Physical addiction, in two ways. The first, your perception of your body is altered and as an addict you begin to relate to it only in terms of the drug - are you high/drunk? If not, why not? When will you be high/drunk again? For example, heroin itself does not generally cause loss of weight, but many people's mental image of a heroin addict will be bone-thin: when you are addicted to heroin to a high extent, you stop listening to your body when it tells you it's hungry. Sustenance becomes your next fix, not your next meal. In the same way, you simply might not be paying attention to the fact you're too hot. It's not important, as you're either high and enjoying that, withdrawing and hating it, or too concerned with the means to obtain your next dose. There is also cookeze's point - withdrawal can give you cold flashes and the shivers. In the same way that you will feel cold and shiver when you're suffering from a high temperature due to sickness; if you're shivering and feel cold for whatever reason, no amount of evidence to the contrary will stop the perceived chill.

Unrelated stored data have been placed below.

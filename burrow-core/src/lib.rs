//! Burrow core - userspace VPN data plane
//!
//! Terminates the TCP and UDP flows a userspace network stack extracts from
//! a TUN device, redirects DNS onto DNS-over-HTTPS, splits TLS ClientHellos
//! on HTTPS flows (with one dial-and-replay retry on interference), and
//! forwards everything else directly. The stack itself, the proxy dialers
//! and the platform entry points are external; this crate is the plumbing
//! between them.

pub mod config;
pub mod connectivity;
pub mod error;
pub mod logging;
pub mod netstack;
pub mod sni;
pub mod tcp;
pub mod tun;
pub mod tunnel;
pub mod udp;

pub use config::{LogLevel, TunnelConfig};
pub use connectivity::{check, check_tcp_http, check_udp, CheckStatus, ProbeError};
pub use error::{Error, Result};
pub use netstack::{
    DuplexStream, PacketBinder, Stack, SystemBinder, TcpConnHandler, TunWriter, UdpConn,
    UdpConnHandler,
};
pub use sni::SniReporter;
pub use tcp::{TcpHandler, TcpListener, TcpSocketSummary};
pub use tun::{pump_input, VPN_MTU};
pub use tunnel::{new_doh_transport, Tunnel, TunnelListener};
pub use udp::{UdpHandler, UdpListener, UdpSocketSummary};

#[cfg(unix)]
pub use tun::make_tun_file;
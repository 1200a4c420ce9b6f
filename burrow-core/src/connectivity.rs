//! Connectivity probing.
//!
//! Classifies whether a proxy (or the direct network) can carry traffic:
//! a TCP HEAD request checks reachability and credentials, and a UDP DNS
//! probe checks datagram forwarding. The results collapse into the small
//! integer codes the platform layers surface to users.

use std::io;
use std::net::SocketAddr;
use std::time::Duration;

use async_trait::async_trait;
use thiserror::Error;
use tokio::io::{AsyncReadExt, AsyncWriteExt};
use tracing::debug;
use url::Url;

use crate::netstack::DuplexStream;

const UDP_MAX_ATTEMPTS: usize = 5;
const UDP_ATTEMPT_TIMEOUT: Duration = Duration::from_secs(1);
const TCP_TIMEOUT: Duration = Duration::from_secs(10);
const BUFFER_LEN: usize = 512;

const TEST_URL: &str = "http://example.com";
const TEST_RESOLVER: &str = "1.1.1.1:53";

/// Probe outcome, as surfaced to the embedder.
#[derive(Debug, Clone, Copy, PartialEq, Eq)]
#[repr(i32)]
pub enum CheckStatus {
    Ok = 0,
    Unexpected = 1,
    AuthenticationFailure = 3,
    UdpConnectivity = 4,
    Unreachable = 5,
}

impl CheckStatus {
    pub fn code(self) -> i32 {
        self as i32
    }
}

#[derive(Error, Debug)]
pub enum ProbeError {
    /// The proxy could not be reached at all.
    #[error("proxy unreachable: {0}")]
    Reachability(#[source] io::Error),

    /// The proxy was reached but the exchange failed, which for an
    /// encrypted proxy means bad credentials.
    #[error("authentication failed: {0}")]
    Authentication(#[source] io::Error),

    /// The network or proxy does not forward UDP.
    #[error("UDP forwarding unsupported")]
    UdpUnsupported,
}

/// Dials streams through the proxy under test (or directly).
#[async_trait]
pub trait StreamDialer: Send + Sync {
    async fn dial_stream(&self, addr: &str) -> io::Result<Box<dyn DuplexStream>>;
}

/// One unconnected datagram socket through the proxy under test.
#[async_trait]
pub trait PacketConn: Send + Sync {
    async fn send_to(&self, data: &[u8], addr: SocketAddr) -> io::Result<usize>;
    async fn recv_from(&self, buf: &mut [u8]) -> io::Result<(usize, SocketAddr)>;
}

/// Opens packet sockets through the proxy under test.
#[async_trait]
pub trait PacketListener: Send + Sync {
    async fn listen_packet(&self) -> io::Result<Box<dyn PacketConn>>;
}

/// A literal A-record query for `com`, enough to elicit any answer.
fn dns_probe_query() -> Vec<u8> {
    vec![
        0, 0, // query ID
        1, 0, // flags, recursion desired
        0, 1, // QDCOUNT
        0, 0, // ANCOUNT
        0, 0, // NSCOUNT
        0, 0, // ARCOUNT
        3, b'c', b'o', b'm', 0, // QNAME
        0, 1, // QTYPE = A
        0, 1, // QCLASS = IN
    ]
}

/// Determine whether UDP datagrams reach `resolver` and come back.
pub async fn check_udp<L>(listener: &L, resolver: SocketAddr) -> Result<(), ProbeError>
where
    L: PacketListener + ?Sized,
{
    check_udp_with(listener, resolver, UDP_MAX_ATTEMPTS, UDP_ATTEMPT_TIMEOUT).await
}

async fn check_udp_with<L>(
    listener: &L,
    resolver: SocketAddr,
    attempts: usize,
    per_attempt: Duration,
) -> Result<(), ProbeError>
where
    L: PacketListener + ?Sized,
{
    let conn = listener
        .listen_packet()
        .await
        .map_err(|_| ProbeError::UdpUnsupported)?;
    let query = dns_probe_query();
    let mut buf = [0u8; BUFFER_LEN];
    for attempt in 0..attempts {
        if conn.send_to(&query, resolver).await.is_err() {
            continue;
        }
        match tokio::time::timeout(per_attempt, conn.recv_from(&mut buf)).await {
            Ok(Ok((n, src))) if n > 0 && src == resolver => return Ok(()),
            other => debug!(attempt, ?other, "UDP probe attempt failed"),
        }
    }
    Err(ProbeError::UdpUnsupported)
}

/// Reach `url` with a HEAD request. Dial failures mean the proxy is
/// unreachable; failures after the dial mean the exchange itself broke.
pub async fn check_tcp_http<D>(dialer: &D, url: &str) -> Result<(), ProbeError>
where
    D: StreamDialer + ?Sized,
{
    let parsed = Url::parse(url).map_err(|e| {
        ProbeError::Reachability(io::Error::new(io::ErrorKind::InvalidInput, e))
    })?;
    let host = parsed.host_str().ok_or_else(|| {
        ProbeError::Reachability(io::Error::new(io::ErrorKind::InvalidInput, "URL has no host"))
    })?;
    let port = parsed.port().unwrap_or(80);
    let addr = format!("{host}:{port}");

    let mut conn = match tokio::time::timeout(TCP_TIMEOUT, dialer.dial_stream(&addr)).await {
        Err(_) => {
            return Err(ProbeError::Reachability(io::Error::new(
                io::ErrorKind::TimedOut,
                "dial timed out",
            )))
        }
        Ok(Err(e)) => return Err(ProbeError::Reachability(e)),
        Ok(Ok(conn)) => conn,
    };

    let exchange = async {
        let request = format!("HEAD / HTTP/1.1\r\nHost: {host}\r\n\r\n");
        conn.write_all(request.as_bytes()).await?;
        let mut buf = [0u8; BUFFER_LEN];
        let n = conn.read(&mut buf).await?;
        if n == 0 {
            return Err(io::Error::new(
                io::ErrorKind::UnexpectedEof,
                "connection closed before any response byte",
            ));
        }
        Ok(())
    };
    match tokio::time::timeout(TCP_TIMEOUT, exchange).await {
        Err(_) => Err(ProbeError::Authentication(io::Error::new(
            io::ErrorKind::TimedOut,
            "no response",
        ))),
        Ok(Err(e)) => Err(ProbeError::Authentication(e)),
        Ok(Ok(())) => Ok(()),
    }
}

fn classify(
    tcp: Result<(), ProbeError>,
    udp: Result<(), ProbeError>,
) -> (CheckStatus, Option<ProbeError>) {
    match (tcp, udp) {
        (Ok(()), Ok(())) => (CheckStatus::Ok, None),
        (Ok(()), Err(_)) => (CheckStatus::UdpConnectivity, None),
        (Err(ProbeError::Authentication(_)), _) => (CheckStatus::AuthenticationFailure, None),
        (Err(ProbeError::Reachability(_)), _) => (CheckStatus::Unreachable, None),
        (Err(e), _) => (CheckStatus::Unexpected, Some(e)),
    }
}

/// Run both probes in parallel and classify the combination.
pub async fn check<C>(client: &C) -> (CheckStatus, Option<ProbeError>)
where
    C: StreamDialer + PacketListener + ?Sized,
{
    let resolver: SocketAddr = match TEST_RESOLVER.parse() {
        Ok(addr) => addr,
        Err(_) => {
            return (CheckStatus::Unexpected, None);
        }
    };
    let (tcp, udp) = tokio::join!(check_tcp_http(client, TEST_URL), check_udp(client, resolver));
    classify(tcp, udp)
}

/// Probes the direct network with plain OS sockets.
pub struct SystemClient;

#[async_trait]
impl StreamDialer for SystemClient {
    async fn dial_stream(&self, addr: &str) -> io::Result<Box<dyn DuplexStream>> {
        let stream = tokio::net::TcpStream::connect(addr).await?;
        stream.set_nodelay(true).ok();
        Ok(Box::new(stream))
    }
}

struct SystemPacketConn(tokio::net::UdpSocket);

#[async_trait]
impl PacketConn for SystemPacketConn {
    async fn send_to(&self, data: &[u8], addr: SocketAddr) -> io::Result<usize> {
        self.0.send_to(data, addr).await
    }

    async fn recv_from(&self, buf: &mut [u8]) -> io::Result<(usize, SocketAddr)> {
        self.0.recv_from(buf).await
    }
}

#[async_trait]
impl PacketListener for SystemClient {
    async fn listen_packet(&self) -> io::Result<Box<dyn PacketConn>> {
        Ok(Box::new(SystemPacketConn(
            tokio::net::UdpSocket::bind(("0.0.0.0", 0)).await?,
        )))
    }
}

Hunger. Two ways: Going hungry can leave you feeling cold and under-the-weather, in the same way that a large meal of rich food can make you sweat and feel hot. Also, I have often been underweight for my height. When I've lived in hot climates I've seldom felt the heat to the extent that the people around me have. When I visited Death Valley one August, I was the idiot wandering around in a jacket and jeans. I honesty didn't feel that hot, in temperatures of 110 degrees plus. I only felt terribly thirsty.

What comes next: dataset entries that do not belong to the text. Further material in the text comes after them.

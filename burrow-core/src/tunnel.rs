//! The tunnel facade.
//!
//! Wires one TCP handler and one UDP handler into the userspace stack,
//! owns the atomic DoH slot they read per-transaction, and exposes the
//! runtime controls: swapping the DNS transport, toggling pre-emptive
//! HTTPS splitting, enabling the SNI reporter and disconnecting.

use std::fs::OpenOptions;
use std::path::Path;
use std::sync::atomic::{AtomicBool, Ordering};
use std::sync::Arc;

use tracing::{info, warn};

use burrow_doh::{AtomicTransport, DohListener, DohTransport, Transport};
use burrow_net::dialer::Dialer;

use crate::config::TunnelConfig;
use crate::error::{Error, Result};
use crate::netstack::{PacketBinder, Stack, TcpConnHandler, TunWriter};
use crate::tcp::{TcpHandler, TcpListener, TcpSocketSummary};
use crate::udp::{UdpHandler, UdpListener, UdpSocketSummary};

/// Receives usage statistics when a UDP or TCP socket is closed, or a DNS
/// query completes.
pub trait TunnelListener: TcpListener + UdpListener + DohListener {}

impl<T: TcpListener + UdpListener + DohListener> TunnelListener for T {}

// Per-concern adapters so the handlers stay decoupled from the combined
// listener trait.
struct TcpEvents(Arc<dyn TunnelListener>);

impl TcpListener for TcpEvents {
    fn on_tcp_socket_closed(&self, summary: &TcpSocketSummary) {
        self.0.on_tcp_socket_closed(summary);
    }
}

struct UdpEvents(Arc<dyn TunnelListener>);

impl UdpListener for UdpEvents {
    fn on_udp_socket_closed(&self, summary: &UdpSocketSummary) {
        self.0.on_udp_socket_closed(summary);
    }
}

struct DohEvents(Arc<dyn TunnelListener>);

impl DohListener for DohEvents {
    fn on_transaction(&self, summary: &burrow_doh::Summary) {
        self.0.on_transaction(summary);
    }
}

/// A connected Burrow session.
pub struct Tunnel {
    stack: Arc<dyn Stack>,
    tun: Arc<dyn TunWriter>,
    tcp: Arc<TcpHandler>,
    dns: Arc<AtomicTransport>,
    connected: AtomicBool,
}

impl Tunnel {
    /// Create a session: handlers are built from `config` and registered
    /// with `stack`; `tun` is the downstream device writer, closed on
    /// [`disconnect`](Self::disconnect).
    pub fn new(
        config: TunnelConfig,
        stack: Arc<dyn Stack>,
        tun: Arc<dyn TunWriter>,
        binder: Arc<dyn PacketBinder>,
        listener: Arc<dyn TunnelListener>,
    ) -> Result<Arc<Self>> {
        config.validate()?;
        let dns = Arc::new(AtomicTransport::new());
        let dialer = Dialer {
            connect_timeout: config.connect_timeout,
        };

        let tcp = Arc::new(TcpHandler::new(
            config.fake_dns,
            dialer,
            Arc::clone(&dns),
            Arc::new(TcpEvents(Arc::clone(&listener))),
        ));
        tcp.set_always_split_https(config.always_split_https);
        let udp = UdpHandler::new(
            config.fake_dns,
            config.udp_timeout,
            binder,
            Arc::clone(&dns),
            Arc::new(UdpEvents(Arc::clone(&listener))),
        );

        stack.register_tcp_handler(Arc::clone(&tcp) as Arc<dyn TcpConnHandler>);
        stack.register_udp_handler(Arc::new(udp));
        info!(fake_dns = %config.fake_dns, "tunnel connected");

        Ok(Arc::new(Self {
            stack,
            tun,
            tcp,
            dns,
            connected: AtomicBool::new(true),
        }))
    }

    /// Replace the DNS transport. Handlers pick it up on their next
    /// transaction; in-flight queries finish on the old one.
    pub fn set_dns(&self, transport: Arc<dyn Transport>) {
        self.dns.store(transport);
    }

    /// The currently active DNS transport.
    pub fn dns(&self) -> Option<Arc<dyn Transport>> {
        self.dns.load()
    }

    /// When true, every HTTPS connection is split pre-emptively.
    pub fn set_always_split_https(&self, on: bool) {
        self.tcp.set_always_split_https(on);
    }

    /// Enable reporting of SNIs whose connections failed even after retry.
    /// `path` stores the aggregator state, `suffix` is the authoritative
    /// reporting domain and `country` a two-letter ISO code.
    pub fn enable_sni_reporter(&self, path: &Path, suffix: &str, country: &str) -> Result<()> {
        let mut options = OpenOptions::new();
        options.read(true).write(true).create(true);
        #[cfg(unix)]
        {
            use std::os::unix::fs::OpenOptionsExt;
            options.mode(0o600);
        }
        let file = options.open(path)?;
        self.tcp
            .enable_sni_reporter(file, suffix, &country.to_lowercase())
    }

    /// Feed one IP packet from the TUN device into the stack.
    pub fn write(&self, packet: &[u8]) -> Result<usize> {
        if !self.connected.load(Ordering::Acquire) {
            return Err(Error::network("tunnel is disconnected"));
        }
        self.stack.write(packet).map_err(Error::from)
    }

    pub fn is_connected(&self) -> bool {
        self.connected.load(Ordering::Acquire)
    }

    /// Tear the session down: the stack closes first, erroring out all
    /// in-flight flows, then the TUN writer.
    pub fn disconnect(&self) {
        if self.connected.swap(false, Ordering::AcqRel) {
            info!("disconnecting tunnel");
            self.stack.close();
            if let Err(e) = self.tun.close() {
                warn!(error = %e, "failed to close TUN writer");
            }
        }
    }
}

/// Build a DoH transport whose per-query summaries flow to `listener`.
/// `bootstrap` is a comma-separated list of fallback addresses for the
/// server, used when the hostname lookup fails or returns broken addresses.
pub async fn new_doh_transport(
    url: &str,
    bootstrap: &str,
    listener: Option<Arc<dyn TunnelListener>>,
) -> Result<Arc<dyn Transport>> {
    let addrs: Vec<String> = bootstrap
        .split(',')
        .map(str::trim)
        .filter(|s| !s.is_empty())
        .map(str::to_string)
        .collect();
    let doh_listener = listener.map(|l| Arc::new(DohEvents(l)) as Arc<dyn DohListener>);
    let transport = DohTransport::new(url, &addrs, doh_listener).await?;
    Ok(Arc::new(transport))
}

Finally, I also agree to some extent with 'having' to wear the jacket - yes, you could take it off and store it with your other possessions, but that leaves it vulnerable. Clothing and the means to warmth are of primary importance to a rough sleeper. If you are constantly aware that you and your possessions are vulnerable and risk theft, you instinctively keep the most important items closest to you i.e on your person.

I very much doubt that a rough sleeper's main concern is that his/her "stench" is enough of a problem to warrant personal discomfort.